Canadian para-rower desperately seeking female partner on road to Rio


By Donna Spencer, The Canadian Press

Cameron Sinclair needs a woman for his boat.

A rising talent in para-rowing, Sinclair won’t be able to compete in the 2016 Paralympic Games in Rio de Janeiro unless he quickly finds a female partner to race mixed double sculls with him.

The job posting is: a female athlete with some degree of functional loss or limitation of movement in one or two of her legs, willing and able to dedicate the next 18 months to winning a Paralympic medal in Rio. No previous rowing experience necessary. Ability to swim an asset, but not a requirement.

“The hard part would be the time commitment,” Sinclair told The Canadian Press from London, Ont. “We’re not talking a recreation league here. We’re talking about going to the Paralympics in less than two years, a year and a half.

“Are they going to be willing to put in the same hours that all the other national-team athletes are putting in? It’s not an easy feat by any means. If they’re willing to stick with it, the rewards are going to be really great.”

Sinclair’s leg movement is limited because of childhood epileptic seizures. The former sledge hockey player rows in the Paralympic classification of mixed double sculls TA (trunk and arms).

Racing on an ergometer, or rowing machine, the 23-year-old from Mount Brydges, Ont., broke the world indoor record over 1,000 metres earlier this month and won a silver medal in last year’s world indoor championship.

There isn’t a single sculls race for his classification in either the Paralympic Games or the world para-rowing championship. In order for Sinclair to race on the world stage, he needs a female partner.

“I think if we had a person who was willing to commit and put their time to this, we would have a very successful boat going forward,” he said. “I don’t want to sound cocky, but I did break a world record and I have been doing pretty well in the sport.”

Sinclair’s ideal candidate is a woman already participating in a para-sport, but he’s prepared to cast a wide net. Height is also an asset because that translates to a long reach with the oars. Learning to row also means falling in the water.

“If someone can handle themselves in the water, that would be great,” Sinclair said. “If they can’t swim we can always find a way to work around it.

“If you flip the boat, it is buoyant. It’s not going to sink so you can grab onto any part of the equipment and it will not sink.”

Any interested candidates should contact

Sinclair swapped his hockey sledge for a boat in 2013 after suffering a fifth concussion in hockey. A strength trainer suggested he’d be a good fit for rowing.

He went through Rowing Canada’s battery of tests in a Row To Podium talent identification camp, which is the same route his prospective female teammate would take.

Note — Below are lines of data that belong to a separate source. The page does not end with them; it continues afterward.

//! Report generation service.

use std::collections::BTreeMap;

use chrono::NaiveDate;
use punto_shared::types::{ClientId, DateRange, ProductId, percentage_of};
use rust_decimal::Decimal;

use super::error::ReportError;
use super::types::{
    AgingRow, CashSessionRow, CashSessionsReport, KardexReport, PeriodGranularity,
    ReceivablesAgingReport, ReportGroup, SaleFact, SaleLineFact, SalesReport,
};
use crate::accounts::{AccountMovement, AgingBuckets, age_receivables};
use crate::cash::PaymentMethod;
use crate::inventory::{Kardex, StockMovement};

const WALK_IN_KEY: &str = "walk-in";

/// Service for generating reports.
pub struct ReportService;

impl ReportService {
    /// Groups `(key, label, amount)` rows and computes shares of the total.
    ///
    /// Groups come back sorted by total descending, ties by key, so the
    /// result does not depend on input order.
    pub fn group_rows<I>(rows: I) -> (Vec<ReportGroup>, Decimal, u64)
    where
        I: IntoIterator<Item = (String, String, Decimal)>,
    {
        let mut acc: BTreeMap<String, (String, u64, Decimal)> = BTreeMap::new();
        let mut row_count = 0u64;
        for (key, label, amount) in rows {
            let entry = acc.entry(key).or_insert((label, 0, Decimal::ZERO));
            entry.1 += 1;
            entry.2 += amount;
            row_count += 1;
        }

        let grand_total: Decimal = acc.values().map(|(_, _, total)| *total).sum();
        let mut groups: Vec<ReportGroup> = acc
            .into_iter()
            .map(|(key, (label, count, total))| ReportGroup {
                key,
                label,
                count,
                total,
                percentage: percentage_of(total, grand_total),
            })
            .collect();
        groups.sort_by(|a, b| b.total.cmp(&a.total).then_with(|| a.key.cmp(&b.key)));

        (groups, grand_total, row_count)
    }

    fn sales_report(
        report_type: &str,
        range: DateRange,
        groups: Vec<ReportGroup>,
        grand_total: Decimal,
        row_count: u64,
    ) -> SalesReport {
        SalesReport {
            report_type: report_type.to_string(),
            from: range.from,
            to: range.to,
            groups,
            grand_total,
            row_count,
        }
    }

    /// Sales grouped by customer. Walk-in sales form their own group.
    #[must_use]
    pub fn sales_by_client(range: DateRange, sales: &[SaleFact]) -> SalesReport {
        let rows = sales
            .iter()
            .filter(|s| range.contains(s.date))
            .map(|s| match s.client_id {
                Some(id) => (
                    id.to_string(),
                    s.client_name.clone().unwrap_or_else(|| format!("Client {id}")),
                    s.total,
                ),
                None => (WALK_IN_KEY.to_string(), "Walk-in customer".to_string(), s.total),
            });
        let (groups, total, count) = Self::group_rows(rows);
        Self::sales_report("sales_by_client", range, groups, total, count)
    }

    /// Sales grouped by product, from line totals.
    #[must_use]
    pub fn sales_by_product(range: DateRange, lines: &[SaleLineFact]) -> SalesReport {
        let rows = lines
            .iter()
            .filter(|l| range.contains(l.date))
            .map(|l| (l.product_id.to_string(), l.product_name.clone(), l.line_total));
        let (groups, total, count) = Self::group_rows(rows);
        Self::sales_report("sales_by_product", range, groups, total, count)
    }

    /// Sales grouped by payment method.
    #[must_use]
    pub fn sales_by_payment_method(range: DateRange, sales: &[SaleFact]) -> SalesReport {
        let rows = sales.iter().filter(|s| range.contains(s.date)).map(|s| {
            (
                s.payment_method.to_string(),
                payment_method_label(s.payment_method).to_string(),
                s.total,
            )
        });
        let (groups, total, count) = Self::group_rows(rows);
        Self::sales_report("sales_by_payment_method", range, groups, total, count)
    }

    /// Sales grouped by day, ISO week or month.
    ///
    /// Unlike the other groupings the buckets are returned in chronological
    /// order.
    #[must_use]
    pub fn sales_by_period(
        range: DateRange,
        granularity: PeriodGranularity,
        sales: &[SaleFact],
    ) -> SalesReport {
        let rows = sales.iter().filter(|s| range.contains(s.date)).map(|s| {
            let start = granularity.bucket_start(s.date);
            (start.to_string(), granularity.label(s.date), s.total)
        });
        let (mut groups, total, count) = Self::group_rows(rows);
        // ISO date keys sort chronologically.
        groups.sort_by(|a, b| a.key.cmp(&b.key));
        Self::sales_report("sales_by_period", range, groups, total, count)
    }

    /// Ages the receivables of every client at `as_of`.
    ///
    /// Clients with nothing outstanding are left out. Rows are sorted by
    /// total descending, ties by client id.
    #[must_use]
    pub fn receivables_aging(
        as_of: NaiveDate,
        clients: Vec<(ClientId, String, Vec<AccountMovement>)>,
    ) -> ReceivablesAgingReport {
        let mut rows: Vec<AgingRow> = clients
            .into_iter()
            .map(|(client_id, client_name, movements)| {
                let aging = age_receivables(client_id, &movements, as_of);
                AgingRow {
                    client_id,
                    client_name,
                    buckets: aging.buckets,
                    total: aging.total,
                    oldest_unpaid: aging.oldest_unpaid,
                }
            })
            .filter(|row| row.total > Decimal::ZERO)
            .collect();
        rows.sort_by(|a, b| b.total.cmp(&a.total).then(a.client_id.cmp(&b.client_id)));

        let totals = rows.iter().fold(AgingBuckets::default(), |mut acc, row| {
            acc.merge(&row.buckets);
            acc
        });

        ReceivablesAgingReport {
            report_type: "receivables_aging".to_string(),
            as_of,
            grand_total: totals.total(),
            totals,
            clients: rows,
        }
    }

    /// Kardex of one product over a range.
    ///
    /// Movements after the range are ignored; movements before it fold into
    /// the opening position.
    ///
    /// # Errors
    ///
    /// Returns `Inventory` if the stock history goes negative.
    pub fn kardex(
        range: DateRange,
        product_id: ProductId,
        sku: String,
        product_name: String,
        movements: Vec<StockMovement>,
    ) -> Result<KardexReport, ReportError> {
        let end = range.end_utc_exclusive();
        let movements = movements.into_iter().filter(|m| m.created_at < end).collect();
        let kardex = Kardex::build(product_id, movements, Some(range.start_utc()))?;

        Ok(KardexReport {
            report_type: "kardex".to_string(),
            product_id,
            sku,
            product_name,
            from: range.from,
            to: range.to,
            kardex,
        })
    }

    /// Closed sessions with their reconciliation differences, oldest first.
    #[must_use]
    pub fn cash_sessions(
        range: DateRange,
        mut sessions: Vec<CashSessionRow>,
    ) -> CashSessionsReport {
        sessions.sort_by(|a, b| {
            a.opened_at
                .cmp(&b.opened_at)
                .then(a.session_id.cmp(&b.session_id))
        });

        let (total_difference, total_shortage) = sessions.iter().fold(
            (Decimal::ZERO, Decimal::ZERO),
            |(net, short), s| {
                let shortage = if s.difference < Decimal::ZERO {
                    s.difference
                } else {
                    Decimal::ZERO
                };
                (net + s.difference, short + shortage)
            },
        );

        CashSessionsReport {
            report_type: "cash_sessions".to_string(),
            from: range.from,
            to: range.to,
            sessions,
            total_difference,
            total_shortage,
        }
    }
}

fn payment_method_label(method: PaymentMethod) -> &'static str {
    match method {
        PaymentMethod::Cash => "Cash",
        PaymentMethod::Card => "Card",
        PaymentMethod::Transfer => "Bank transfer",
        PaymentMethod::Account => "Customer account",
    }
}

Sinclair faces two deadlines in his search. The world rowing championships are Aug. 30 to Sept. 6 in France, where they could qualify for Rio with a top-eight finish. Failing that, the duo would need to finish in the top two at a Paralympic qualification regatta in May, 2016.

Rowing Canada opened a new para-rowing centre in Victoria last month. The country’s pool of athletes is thin because of retirements after the 2012 Paralympic Games.

Sinclair intends to move to Victoria eventually and hopes his female partner would do the same in pursuit of a Paralympic medal.

“If anyone has their doubts, take that chance, that leap of faith,” he said. “I was very skeptical at first. I sat on the idea for a while. Unfortunately under this circumstance, we don’t have that much time.”